Stored data entries
- - - -

// SPDX-License-Identifier: BUSL-1.1
// Copyright (c) 2026 Alfred Jean LLC

//! LLM one-shot completion, dispatched through an external command so the
//! engine never links against a specific provider SDK. The real adapter
//! resolves, in order:
//!
//! 1. `GROVE_MOCK_LLM_RESPONSE_FILE` — read the response verbatim from a
//!    file, skipping the external command entirely. This is how CLI-level
//!    scenario tests exercise `oneshot` jobs without a live provider.
//! 2. `GROVE_PROVIDER_COMMAND` (default `llm`) — spawned with the prompt
//!    piped on stdin, its stdout trimmed and used as the response.

use async_trait::async_trait;
use grove_core::Error;
use tokio::io::AsyncWriteExt;
use tokio::process::Command;

/// One-shot prompt completion for `oneshot` jobs.
#[async_trait]
pub trait ProviderAdapter: Send + Sync + 'static {
    async fn complete(&self, job: &str, prompt: &str) -> Result<String, Error>;
}

#[derive(Clone, Debug, Default)]
pub struct RealProviderAdapter;

impl RealProviderAdapter {
    pub fn new() -> Self {
        Self
    }
}

#[async_trait]
impl ProviderAdapter for RealProviderAdapter {
    async fn complete(&self, job: &str, prompt: &str) -> Result<String, Error> {
        if let Ok(path) = std::env::var("GROVE_MOCK_LLM_RESPONSE_FILE") {
            return std::fs::read_to_string(&path)
                .map_err(|e| Error::ProviderError { job: job.to_string(), detail: e.to_string() });
        }

        let program = std::env::var("GROVE_PROVIDER_COMMAND").unwrap_or_else(|_| "llm".to_string());
        let mut child = Command::new(&program)
            .stdin(std::process::Stdio::piped())
            .stdout(std::process::Stdio::piped())
            .stderr(std::process::Stdio::piped())
            .spawn()
            .map_err(|e| Error::ProviderError { job: job.to_string(), detail: e.to_string() })?;

        #[allow(clippy::expect_used)]
        let mut stdin = child.stdin.take().expect("stdin was requested as piped above");
        stdin
            .write_all(prompt.as_bytes())
            .await
            .map_err(|e| Error::ProviderError { job: job.to_string(), detail: e.to_string() })?;
        drop(stdin);

        let output = child
            .wait_with_output()
            .await
            .map_err(|e| Error::ProviderError { job: job.to_string(), detail: e.to_string() })?;

        if !output.status.success() {
            return Err(Error::ProviderError {
                job: job.to_string(),
                detail: format!(
                    "{program} exited with {}: {}",
                    output.status,
                    String::from_utf8_lossy(&output.stderr)
                ),
            });
        }

        Ok(String::from_utf8_lossy(&output.stdout).trim_end().to_string())
    }
}

#[cfg(any(test, feature = "test-support"))]
mod fake {
    use super::{Error, ProviderAdapter};
    use async_trait::async_trait;
    use parking_lot::Mutex;
    use std::collections::HashMap;
    use std::sync::Arc;

    #[derive(Debug, Clone)]
    pub struct ProviderCall {
        pub job: String,
        pub prompt: String,
    }

    struct FakeState {
        responses: HashMap<String, String>,
        default_response: String,
        calls: Vec<ProviderCall>,
        fail_for: Option<String>,
    }

    /// Scripted by job name, falling back to a default response. Used by
    /// `grove-engine`'s executor tests so `oneshot`/plan-generation jobs
    /// don't need a live provider command.
    #[derive(Clone)]
    pub struct FakeProviderAdapter {
        inner: Arc<Mutex<FakeState>>,
    }

    impl Default for FakeProviderAdapter {
        fn default() -> Self {
            Self {
                inner: Arc::new(Mutex::new(FakeState {
                    responses: HashMap::new(),
                    default_response: "mock response".to_string(),
                    calls: Vec::new(),
                    fail_for: None,
                })),
            }
        }
    }

    impl FakeProviderAdapter {
        pub fn new() -> Self {
            Self::default()
        }

        pub fn script(&self, job: impl Into<String>, response: impl Into<String>) {
            self.inner.lock().responses.insert(job.into(), response.into());
        }

        pub fn fail_for(&self, job: impl Into<String>) {
            self.inner.lock().fail_for = Some(job.into());
        }

        pub fn calls(&self) -> Vec<ProviderCall> {
            self.inner.lock().calls.clone()
        }
    }

    #[async_trait]
    impl ProviderAdapter for FakeProviderAdapter {
        async fn complete(&self, job: &str, prompt: &str) -> Result<String, Error> {
            let mut state = self.inner.lock();
            state.calls.push(ProviderCall { job: job.to_string(), prompt: prompt.to_string() });
            if state.fail_for.as_deref() == Some(job) {
                return Err(Error::ProviderError { job: job.to_string(), detail: "scripted failure".to_string() });
            }
            Ok(state.responses.get(job).cloned().unwrap_or_else(|| state.default_response.clone()))
        }
    }
}

#[cfg(any(test, feature = "test-support"))]
pub use fake::{FakeProviderAdapter, ProviderCall};

#[cfg(test)]
#[path = "provider_tests.rs"]
mod tests;
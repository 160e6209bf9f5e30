// SPDX-License-Identifier: BUSL-1.1
// Copyright (c) 2026 Alfred Jean LLC

//! `grove graph [-f ascii]` — render the dependency DAG.

use crate::context::Context;
use anyhow::Result;
use clap::{Args, ValueEnum};

#[derive(Clone, Copy, Debug, Default, PartialEq, Eq, ValueEnum)]
pub enum GraphFormat {
    #[default]
    Ascii,
}

#[derive(Args, Debug)]
pub struct GraphArgs {
    /// Plan to graph. Defaults to the resolved current/default plan.
    pub plan: Option<String>,

    #[arg(short = 'f', long, value_enum, default_value_t = GraphFormat::Ascii)]
    pub format: GraphFormat,
}

pub fn run(ctx: &Context, args: GraphArgs) -> Result<()> {
    let root = ctx.resolve_plan(args.plan.as_deref())?;
    let plan = grove_storage::load_plan(&root)?;

    if plan.is_empty() {
        println!("(empty plan)");
        return Ok(());
    }

    for job in plan.jobs_in_order() {
        let deps = if job.depends_on.is_empty() {
            "(none)".to_string()
        } else {
            job.depends_on.iter().map(|d| d.as_str()).collect::<Vec<_>>().join(", ")
        };
        println!("{} [{}] <- {}", job.filename, job.status, deps);
    }
    Ok(())
}
// SPDX-License-Identifier: BUSL-1.1
// Copyright (c) 2026 Alfred Jean LLC

use super::*;
use grove_adapters::{FakeProviderAdapter, FakeShellAdapter, ScriptedRun};
use grove_core::FakeClock;
use grove_storage::load_plan;
use std::path::Path;
use tempfile::tempdir;

fn write_job(dir: &Path, filename: &str, content: &str) {
    std::fs::write(dir.join(filename), content).expect("write job");
}

fn deps_for(
    dir: &Path,
    shell: FakeShellAdapter,
    provider: FakeProviderAdapter,
) -> ExecutorDeps<FakeShellAdapter, FakeProviderAdapter, FakeClock> {
    ExecutorDeps {
        shell: Arc::new(shell),
        provider: Arc::new(provider),
        clock: FakeClock::new(),
        persister: PlanHandle::new(dir),
        layout: ArtifactLayout::new(dir),
        project_root: dir.to_path_buf(),
    }
}

#[tokio::test]
async fn shell_job_completes_and_writes_its_log() {
    let dir = tempdir().expect("tmpdir");
    write_job(dir.path(), "01-build.md", "---\nid: build-aaaa\ntitle: Build\ntype: shell\nstatus: pending\n---\necho hi\n");
    let mut plan = load_plan(dir.path()).expect("load");

    let shell = FakeShellAdapter::new();
    shell.script("echo hi", ScriptedRun { chunks: vec![b"hello\n".to_vec()], exit_code: 0 });
    let executor = JobExecutor::new(deps_for(dir.path(), shell, FakeProviderAdapter::new()));
    let cancel = CancellationToken::new();

    let status = executor.run(&mut plan, "01-build.md", &cancel).await.expect("run");
    assert_eq!(status, JobStatus::Completed);

    let job = plan.find_by_filename("01-build.md").expect("job");
    assert_eq!(job.status, JobStatus::Completed);
    let log = std::fs::read_to_string(ArtifactLayout::new(dir.path()).job_log_path(job)).expect("log");
    assert!(log.contains("hello"));
    assert!(log.contains("exit code: 0"));
}

#[tokio::test]
async fn shell_job_nonzero_exit_fails_with_error_section() {
    let dir = tempdir().expect("tmpdir");
    write_job(dir.path(), "01-build.md", "---\nid: build-aaaa\ntitle: Build\ntype: shell\nstatus: pending\n---\nexit 1\n");
    let mut plan = load_plan(dir.path()).expect("load");

    let shell = FakeShellAdapter::new();
    shell.script("exit 1", ScriptedRun { chunks: Vec::new(), exit_code: 1 });
    let executor = JobExecutor::new(deps_for(dir.path(), shell, FakeProviderAdapter::new()));
    let cancel = CancellationToken::new();

    let status = executor.run(&mut plan, "01-build.md", &cancel).await.expect("run");
    assert_eq!(status, JobStatus::Failed);
    let job = plan.find_by_filename("01-build.md").expect("job");
    assert!(job.prompt_body.contains("## Error"));
    assert!(job.prompt_body.contains("exited with code 1"));
}

#[tokio::test]
async fn oneshot_job_completes_with_output_section() {
    let dir = tempdir().expect("tmpdir");
    write_job(dir.path(), "01-ask.md", "---\nid: ask-aaaa\ntitle: Ask\ntype: oneshot\nstatus: pending\n---\nwhat is 6*7?\n");
    let mut plan = load_plan(dir.path()).expect("load");

    let provider = FakeProviderAdapter::new();
    provider.script("01-ask.md", "42");
    let executor = JobExecutor::new(deps_for(dir.path(), FakeShellAdapter::new(), provider));
    let cancel = CancellationToken::new();

    let status = executor.run(&mut plan, "01-ask.md", &cancel).await.expect("run");
    assert_eq!(status, JobStatus::Completed);
    let job = plan.find_by_filename("01-ask.md").expect("job");
    assert!(job.prompt_body.contains("## Output"));
    assert!(job.prompt_body.contains('4') && job.prompt_body.contains('2'));
}

#[tokio::test]
async fn oneshot_job_provider_failure_fails_the_job() {
    let dir = tempdir().expect("tmpdir");
    write_job(dir.path(), "01-ask.md", "---\nid: ask-aaaa\ntitle: Ask\ntype: oneshot\nstatus: pending\n---\nprompt\n");
    let mut plan = load_plan(dir.path()).expect("load");

    let provider = FakeProviderAdapter::new();
    provider.fail_for("01-ask.md");
    let executor = JobExecutor::new(deps_for(dir.path(), FakeShellAdapter::new(), provider));
    let cancel = CancellationToken::new();

    let status = executor.run(&mut plan, "01-ask.md", &cancel).await.expect("run");
    assert_eq!(status, JobStatus::Failed);
    let job = plan.find_by_filename("01-ask.md").expect("job");
    assert!(job.prompt_body.contains("## Error"));
}

#[tokio::test]
async fn generate_recipe_materializes_new_job_files() {
    let dir = tempdir().expect("tmpdir");
    write_job(
        dir.path(),
        "00-generate.md",
        "---\nid: generate-aaaa\ntitle: Generate\ntype: generate_recipe\nstatus: pending\n---\nbreak this down\n",
    );
    let mut plan = load_plan(dir.path()).expect("load");

    let response = "---\ntitle: Sub Task One\ntype: shell\nstatus: pending\n---\necho one\n\n\
                     ===\n\
                     ---\ntitle: Sub Task Two\ntype: shell\nstatus: pending\n---\necho two\n";
    let provider = FakeProviderAdapter::new();
    provider.script("00-generate.md", response);
    let executor = JobExecutor::new(deps_for(dir.path(), FakeShellAdapter::new(), provider));
    let cancel = CancellationToken::new();

    let status = executor.run(&mut plan, "00-generate.md", &cancel).await.expect("run");
    assert_eq!(status, JobStatus::Completed);
    assert_eq!(plan.len(), 3);
    assert!(plan.find_by_filename("01-sub-task-one.md").is_some());
    assert!(plan.find_by_filename("02-sub-task-two.md").is_some());
    assert!(dir.path().join("01-sub-task-one.md").exists());

    let generate = plan.find_by_filename("00-generate.md").expect("generate job");
    assert!(generate.prompt_body.contains("01-sub-task-one.md"));
}

#[tokio::test]
async fn interactive_agent_job_stays_running_and_holds_its_lock() {
    let dir = tempdir().expect("tmpdir");
    write_job(
        dir.path(),
        "01-pair.md",
        "---\nid: pair-aaaa\ntitle: Pair\ntype: interactive_agent\nstatus: pending\n---\nwork with me on this\n",
    );
    let mut plan = load_plan(dir.path()).expect("load");
    let executor =
        JobExecutor::new(deps_for(dir.path(), FakeShellAdapter::new(), FakeProviderAdapter::new()));
    let cancel = CancellationToken::new();

    let status = executor.run(&mut plan, "01-pair.md", &cancel).await.expect("run");
    assert_eq!(status, JobStatus::Running);

    let job = plan.find_by_filename("01-pair.md").expect("job");
    assert_eq!(job.status, JobStatus::Running);
    let lock_path = grove_core::lock_path_for(&dir.path().join("01-pair.md"));
    assert!(lock_path.exists(), "lock must stay held while the job is running");

    let layout = ArtifactLayout::new(dir.path());
    let artifact_dir = layout.job_artifact_dir(job);
    let briefing_written = std::fs::read_dir(&artifact_dir)
        .expect("artifact dir")
        .any(|e| e.expect("entry").file_name().to_string_lossy().starts_with("briefing-"));
    assert!(briefing_written);

    executor.complete_interactive(&mut plan, "01-pair.md").expect("complete");
    let job = plan.find_by_filename("01-pair.md").expect("job");
    assert_eq!(job.status, JobStatus::Completed);
    assert!(!lock_path.exists(), "complete must release the lock");
}

#[tokio::test]
async fn already_running_job_is_rejected() {
    let dir = tempdir().expect("tmpdir");
    write_job(dir.path(), "01-build.md", "---\nid: build-aaaa\ntitle: Build\ntype: shell\nstatus: pending\n---\necho hi\n");
    let mut plan = load_plan(dir.path()).expect("load");

    let lock_path = grove_core::lock_path_for(&dir.path().join("01-build.md"));
    std::fs::write(
        &lock_path,
        serde_yaml::to_string(&grove_core::LockFile { pid: std::process::id(), session: "other".to_string() })
            .expect("yaml"),
    )
    .expect("write lock");

    let executor =
        JobExecutor::new(deps_for(dir.path(), FakeShellAdapter::new(), FakeProviderAdapter::new()));
    let cancel = CancellationToken::new();

    let err = executor.run(&mut plan, "01-build.md", &cancel).await.unwrap_err();
    assert!(matches!(err, Error::JobAlreadyRunning { .. }));
}

#[tokio::test]
async fn cancelled_token_fails_the_job_before_it_runs() {
    let dir = tempdir().expect("tmpdir");
    write_job(dir.path(), "01-build.md", "---\nid: build-aaaa\ntitle: Build\ntype: shell\nstatus: pending\n---\necho hi\n");
    let mut plan = load_plan(dir.path()).expect("load");

    let executor =
        JobExecutor::new(deps_for(dir.path(), FakeShellAdapter::new(), FakeProviderAdapter::new()));
    let cancel = CancellationToken::new();
    cancel.cancel();

    let status = executor.run(&mut plan, "01-build.md", &cancel).await.expect("run");
    assert_eq!(status, JobStatus::Failed);
    let job = plan.find_by_filename("01-build.md").expect("job");
    assert!(job.prompt_body.contains(CANCELLED_SENTINEL));
}

#[tokio::test]
async fn unknown_filename_is_reported_as_job_not_found() {
    let dir = tempdir().expect("tmpdir");
    let mut plan = load_plan(dir.path()).expect("load");
    let executor =
        JobExecutor::new(deps_for(dir.path(), FakeShellAdapter::new(), FakeProviderAdapter::new()));
    let cancel = CancellationToken::new();

    let err = executor.run(&mut plan, "nope.md", &cancel).await.unwrap_err();
    assert!(matches!(err, Error::JobNotFound { .. }));
}

#[tokio::test]
async fn completed_job_is_rejected_as_not_runnable() {
    let dir = tempdir().expect("tmpdir");
    write_job(dir.path(), "01-build.md", "---\nid: build-aaaa\ntitle: Build\ntype: shell\nstatus: completed\n---\necho hi\n");
    let mut plan = load_plan(dir.path()).expect("load");
    let executor =
        JobExecutor::new(deps_for(dir.path(), FakeShellAdapter::new(), FakeProviderAdapter::new()));
    let cancel = CancellationToken::new();

    let err = executor.run(&mut plan, "01-build.md", &cancel).await.unwrap_err();
    assert!(matches!(err, Error::JobNotRunnable { .. }));
}

#[tokio::test]
async fn job_with_unsatisfied_dependency_is_rejected_as_not_runnable() {
    let dir = tempdir().expect("tmpdir");
    write_job(dir.path(), "01-setup.md", "---\nid: setup-aaaa\ntitle: Setup\ntype: shell\nstatus: pending\n---\ntrue\n");
    write_job(
        dir.path(),
        "02-build.md",
        "---\nid: build-aaaa\ntitle: Build\ntype: shell\nstatus: pending\ndepends_on:\n  - 01-setup.md\n---\necho hi\n",
    );
    let mut plan = load_plan(dir.path()).expect("load");
    let executor =
        JobExecutor::new(deps_for(dir.path(), FakeShellAdapter::new(), FakeProviderAdapter::new()));
    let cancel = CancellationToken::new();

    let err = executor.run(&mut plan, "02-build.md", &cancel).await.unwrap_err();
    assert!(matches!(err, Error::JobNotRunnable { .. }));

    let job = plan.find_by_filename("02-build.md").expect("job");
    assert_eq!(job.status, JobStatus::Pending, "status must be untouched by a rejected run");
}

#[tokio::test]
async fn file_type_jobs_are_not_runnable() {
    let dir = tempdir().expect("tmpdir");
    write_job(dir.path(), "01-notes.md", "---\nid: notes-aaaa\ntitle: Notes\ntype: file\nstatus: completed\n---\nsome notes\n");
    let mut plan = load_plan(dir.path()).expect("load");
    let executor =
        JobExecutor::new(deps_for(dir.path(), FakeShellAdapter::new(), FakeProviderAdapter::new()));
    let cancel = CancellationToken::new();

    let err = executor.run(&mut plan, "01-notes.md", &cancel).await.unwrap_err();
    assert!(matches!(err, Error::JobNotRunnable { .. }));
}

#[tokio::test]
async fn oneshot_job_appends_aggregated_concepts_when_flagged() {
    let dir = tempdir().expect("tmpdir");
    write_job(
        dir.path(),
        "01-ask.md",
        "---\nid: ask-aaaa\ntitle: Ask\ntype: oneshot\nstatus: pending\ngather_concept_notes: true\n---\nwhat next?\n",
    );
    let mut plan = load_plan(dir.path()).expect("load");

    let layout = ArtifactLayout::new(dir.path());
    let job = plan.find_by_filename("01-ask.md").expect("job").clone();
    let concepts_path = layout.aggregated_concepts_path(&job);
    std::fs::create_dir_all(concepts_path.parent().expect("parent")).expect("mkdir");
    std::fs::write(&concepts_path, "concept: widgets are load-bearing").expect("write concepts");

    let provider = FakeProviderAdapter::new();
    provider.script("01-ask.md", "ack");
    let executor = JobExecutor::new(deps_for(dir.path(), FakeShellAdapter::new(), provider.clone()));
    let cancel = CancellationToken::new();

    let status = executor.run(&mut plan, "01-ask.md", &cancel).await.expect("run");
    assert_eq!(status, JobStatus::Completed);

    let sent = provider.calls();
    assert_eq!(sent.len(), 1);
    assert!(sent[0].prompt.contains("what next?"));
    assert!(sent[0].prompt.contains("concept: widgets are load-bearing"), "prompt: {}", sent[0].prompt);
}

#[tokio::test]
async fn oneshot_job_ignores_missing_aggregated_concepts_file() {
    let dir = tempdir().expect("tmpdir");
    write_job(
        dir.path(),
        "01-ask.md",
        "---\nid: ask-aaaa\ntitle: Ask\ntype: oneshot\nstatus: pending\ngather_concept_plans: true\n---\nwhat next?\n",
    );
    let mut plan = load_plan(dir.path()).expect("load");

    let provider = FakeProviderAdapter::new();
    provider.script("01-ask.md", "ack");
    let executor = JobExecutor::new(deps_for(dir.path(), FakeShellAdapter::new(), provider.clone()));
    let cancel = CancellationToken::new();

    let status = executor.run(&mut plan, "01-ask.md", &cancel).await.expect("run");
    assert_eq!(status, JobStatus::Completed);

    let sent = provider.calls();
    assert_eq!(sent[0].prompt.trim(), "what next?");
}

- - - -

Exercise objective: Using the entries above, quote each line verbatim from the first through the line that contains "with the prompt".

Written response:
// SPDX-License-Identifier: BUSL-1.1
// Copyright (c) 2026 Alfred Jean LLC

//! LLM one-shot completion, dispatched through an external command so the
//! engine never links against a specific provider SDK. The real adapter
//! resolves, in order:
//!
//! 1. `GROVE_MOCK_LLM_RESPONSE_FILE` — read the response verbatim from a
//!    file, skipping the external command entirely. This is how CLI-level
//!    scenario tests exercise `oneshot` jobs without a live provider.
//! 2. `GROVE_PROVIDER_COMMAND` (default `llm`) — spawned with the prompt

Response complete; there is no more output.